Track down every line below that holds "exists" and copy it.

=-=-=-=-=

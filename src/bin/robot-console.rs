// Robot Console - exchange dashboard CLI
// Single entry point for the live ticker monitor and robot control commands

use clap::{Parser, Subcommand};
use std::sync::Arc;
use std::time::Duration;
use tracing::{error, info, warn};

use robot_console::{
    canonicalize, fallback_snapshot, AccountContext, AutomationController, Config, ConfigError,
    ControlApiClient, CurrencySelection, Leverage, MarketDataStore, RobotSettings,
    StreamingMarketDataClient, TradeHistoryPager,
};

#[derive(Parser)]
#[command(name = "robot-console")]
#[command(version = "0.1.0")]
#[command(about = "Exchange market monitor and trading robot console", long_about = None)]
struct Cli {
    /// Enable verbose logging
    #[arg(short, long, global = true)]
    verbose: bool,

    /// Configuration file path
    #[arg(short, long, global = true, default_value = "config.toml")]
    config: String,

    #[command(subcommand)]
    command: Commands,
}

#[derive(Subcommand)]
enum Commands {
    /// Initialize a default configuration file
    Init,

    /// Stream live ticker updates to the terminal
    Monitor {
        /// Stop after this many seconds (runs until Ctrl+C if omitted)
        #[arg(short, long)]
        duration: Option<u64>,
    },

    /// Trading robot control
    #[command(subcommand)]
    Robot(RobotCommands),

    /// Robot settings for an account
    #[command(subcommand)]
    Settings(SettingsCommands),

    /// Paginated trade history
    History {
        /// Account context (demo or real)
        #[arg(short, long, default_value = "demo")]
        account: String,

        /// Page number (starting at 1)
        #[arg(short, long, default_value = "1")]
        page: u32,

        /// Records per page (5, 10, 20 or 50)
        #[arg(short = 's', long, default_value = "10")]
        page_size: u32,
    },

    /// License key operations
    #[command(subcommand)]
    Key(KeyCommands),
}

#[derive(Subcommand)]
enum RobotCommands {
    /// Query the authoritative robot state
    Status {
        /// Account context (demo or real)
        #[arg(short, long, default_value = "demo")]
        account: String,
    },

    /// Start or stop the robot (flips the current state)
    Toggle {
        /// Account context (demo or real)
        #[arg(short, long, default_value = "demo")]
        account: String,
    },
}

#[derive(Subcommand)]
enum SettingsCommands {
    /// Show current settings
    Get {
        /// Account context (demo or real)
        #[arg(short, long, default_value = "demo")]
        account: String,
    },

    /// Save settings
    Set {
        /// Account context (demo or real)
        #[arg(short, long, default_value = "demo")]
        account: String,

        /// Leverage (3, 5, 20, 50 or 100)
        #[arg(short, long, default_value = "3")]
        leverage: u32,

        /// Minimum trade amount
        #[arg(long, default_value = "10")]
        min: f64,

        /// Maximum trade amount
        #[arg(long, default_value = "100")]
        max: f64,

        /// Comma-separated currencies, or "all"
        #[arg(short, long, default_value = "all")]
        pairs: String,
    },
}

#[derive(Subcommand)]
enum KeyCommands {
    /// Activate a license key
    Activate {
        /// The key to activate (single use)
        key: String,
    },

    /// Purchase a new key
    Purchase {
        /// Key type to purchase
        key_type: String,
    },
}

#[tokio::main]
async fn main() -> Result<(), Box<dyn std::error::Error>> {
    let cli = Cli::parse();

    let log_level = if cli.verbose { "debug" } else { "info" };
    std::env::set_var("RUST_LOG", log_level);
    tracing_subscriber::fmt::init();

    match cli.command {
        // Init doesn't require config (it creates it)
        Commands::Init => {
            init_workspace(&cli.config)?;
        }

        Commands::Monitor { duration } => {
            let config = load_config_or_exit(&cli.config)?;
            run_monitor(config, duration).await?;
        }

        Commands::Robot(cmd) => {
            let config = load_config_or_exit(&cli.config)?;
            handle_robot_command(cmd, config).await?;
        }

        Commands::Settings(cmd) => {
            let config = load_config_or_exit(&cli.config)?;
            handle_settings_command(cmd, config).await?;
        }

        Commands::History {
            account,
            page,
            page_size,
        } => {
            let config = load_config_or_exit(&cli.config)?;
            show_history(config, &account, page, page_size).await?;
        }

        Commands::Key(cmd) => {
            let config = load_config_or_exit(&cli.config)?;
            handle_key_command(cmd, config).await?;
        }
    }

    Ok(())
}

/// Load config or exit with a helpful error message
fn load_config_or_exit(path: &str) -> Result<Config, Box<dyn std::error::Error>> {
    match Config::from_file(path) {
        Ok(config) => Ok(config),
        Err(e) => {
            error!("❌ Configuration Error");
            error!("{}", e);

            if matches!(e, ConfigError::FileRead(_)) {
                error!("");
                error!("💡 Quick fix:");
                error!("   1. Run: robot-console init");
                error!("   2. Edit config.toml with your endpoints and session token");
                error!("   3. Try again");
            }

            std::process::exit(1);
        }
    }
}

fn init_workspace(config_path: &str) -> Result<(), Box<dyn std::error::Error>> {
    if std::path::Path::new(config_path).exists() {
        warn!("⚠️  {} already exists, skipping", config_path);
        return Ok(());
    }

    Config::default().to_file(config_path)?;
    info!("📝 Created {}", config_path);
    info!("💡 Next steps:");
    info!("   1. Edit {} with your endpoints and session token", config_path);
    info!("   2. Run: robot-console monitor");

    Ok(())
}

async fn run_monitor(
    config: Config,
    duration: Option<u64>,
) -> Result<(), Box<dyn std::error::Error>> {
    let store = Arc::new(MarketDataStore::new());

    // Show the placeholder list until the first live frame arrives
    let fallback = fallback_snapshot();
    info!("… waiting for live data ({} placeholder coins)", fallback.tickers.len());

    store.subscribe(|snapshot| {
        let badge = if snapshot.stale { " (stale)" } else { "" };
        let mut lines: Vec<String> = snapshot
            .tickers
            .values()
            .map(|t| {
                format!(
                    "{:<12} {:>14.4} {:>+7.2}%",
                    canonicalize(&t.symbol).display(),
                    t.price,
                    t.change_24h
                )
            })
            .collect();
        lines.sort();

        info!("--- {} symbols{} ---", snapshot.tickers.len(), badge);
        for line in lines {
            info!("{}", line);
        }
        for bot in &snapshot.bots {
            info!(
                "🤖 {} {} over {} ({} copiers)",
                bot.name, bot.performance_label, bot.period_label, bot.copier_count
            );
        }
    });

    let client = StreamingMarketDataClient::new(config.stream, store);
    client.start();

    match duration {
        Some(secs) => tokio::time::sleep(Duration::from_secs(secs)).await,
        None => tokio::signal::ctrl_c().await?,
    }

    client.stop().await;
    info!("monitor stopped");
    Ok(())
}

async fn handle_robot_command(
    cmd: RobotCommands,
    config: Config,
) -> Result<(), Box<dyn std::error::Error>> {
    let controller = build_controller(&config);

    match cmd {
        RobotCommands::Status { account } => {
            let context = parse_context(&account)?;
            let state = controller.ensure_status(context).await;
            info!("robot on {} is {:?}", context, state);
        }
        RobotCommands::Toggle { account } => {
            let context = parse_context(&account)?;
            match controller.toggle(context).await {
                Ok(state) => info!("✅ robot on {} is now {:?}", context, state),
                Err(e) => error!("❌ {}", e),
            }
        }
    }

    Ok(())
}

async fn handle_settings_command(
    cmd: SettingsCommands,
    config: Config,
) -> Result<(), Box<dyn std::error::Error>> {
    let controller = build_controller(&config);

    match cmd {
        SettingsCommands::Get { account } => {
            let context = parse_context(&account)?;
            let settings = controller.fetch_settings(context).await?;
            info!("settings for {}:", context);
            info!("  leverage:  x{}", settings.leverage.as_u32());
            info!(
                "  trade amount: {} - {}",
                settings.min_trade_amount, settings.max_trade_amount
            );
            match &settings.selected {
                CurrencySelection::All => info!("  currencies: all"),
                CurrencySelection::Chosen(list) => info!("  currencies: {}", list.join(", ")),
            }
            info!("  available: {}", settings.available_currencies.join(", "));
        }
        SettingsCommands::Set {
            account,
            leverage,
            min,
            max,
            pairs,
        } => {
            let context = parse_context(&account)?;

            let leverage = Leverage::from_u32(leverage)
                .ok_or("leverage must be one of 3, 5, 20, 50, 100")?;

            // Validation needs the authoritative available list
            let current = controller.fetch_settings(context).await?;
            let selected = if pairs == "all" {
                CurrencySelection::All
            } else {
                CurrencySelection::Chosen(
                    pairs.split(',').map(|p| p.trim().to_string()).collect(),
                )
            };

            let settings = RobotSettings {
                available_currencies: current.available_currencies,
                selected,
                leverage,
                min_trade_amount: min,
                max_trade_amount: max,
            };

            match controller.save_settings(context, &settings).await {
                Ok(()) => info!("✅ settings saved for {}", context),
                Err(e) => error!("❌ {}", e),
            }
        }
    }

    Ok(())
}

async fn show_history(
    config: Config,
    account: &str,
    page: u32,
    page_size: u32,
) -> Result<(), Box<dyn std::error::Error>> {
    let context = parse_context(account)?;
    let api = ControlApiClient::new(&config.api.base_url, &config.api.session_token);

    let pager = TradeHistoryPager::new(api, context);
    pager.set_page_size(page_size)?;
    pager.goto_page(page)?;

    match pager.fetch_current().await? {
        Some(history) => {
            info!(
                "trade history for {} (page {}/{}, {} per page):",
                context, history.page, history.total_pages, history.page_size
            );
            for record in &history.records {
                info!(
                    "  #{:<8} {:<5} invested {:>10.2} profit {:>+10.2}  {} → {}",
                    record.id,
                    record.status,
                    record.investment,
                    record.profit,
                    record.start_date.format("%Y-%m-%d %H:%M"),
                    record.end_date.format("%Y-%m-%d %H:%M"),
                );
            }
        }
        None => warn!("request was superseded before the response arrived"),
    }

    Ok(())
}

async fn handle_key_command(
    cmd: KeyCommands,
    config: Config,
) -> Result<(), Box<dyn std::error::Error>> {
    let controller = build_controller(&config);

    match cmd {
        KeyCommands::Activate { key } => match controller.activate_key(&key).await {
            Ok(msg) => info!("✅ {}", msg),
            Err(e) => error!("❌ {}", e),
        },
        KeyCommands::Purchase { key_type } => match controller.purchase_key(&key_type).await {
            Ok((msg, Some(key))) => {
                info!("✅ {}", msg);
                info!("🔑 your key: {}", key);
            }
            Ok((msg, None)) => info!("✅ {}", msg),
            Err(e) => error!("❌ {}", e),
        },
    }

    Ok(())
}

fn build_controller(config: &Config) -> AutomationController {
    let api = ControlApiClient::new(&config.api.base_url, &config.api.session_token);
    AutomationController::new(api, Duration::from_secs(config.api.control_timeout_secs))
}

fn parse_context(value: &str) -> Result<AccountContext, String> {
    AccountContext::parse(value)
        .ok_or_else(|| format!("unknown account context '{}', expected demo or real", value))
}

=-=-=-=-=

Final answer.
    if std::path::Path::new(config_path).exists() {
        warn!("⚠️  {} already exists, skipping", config_path);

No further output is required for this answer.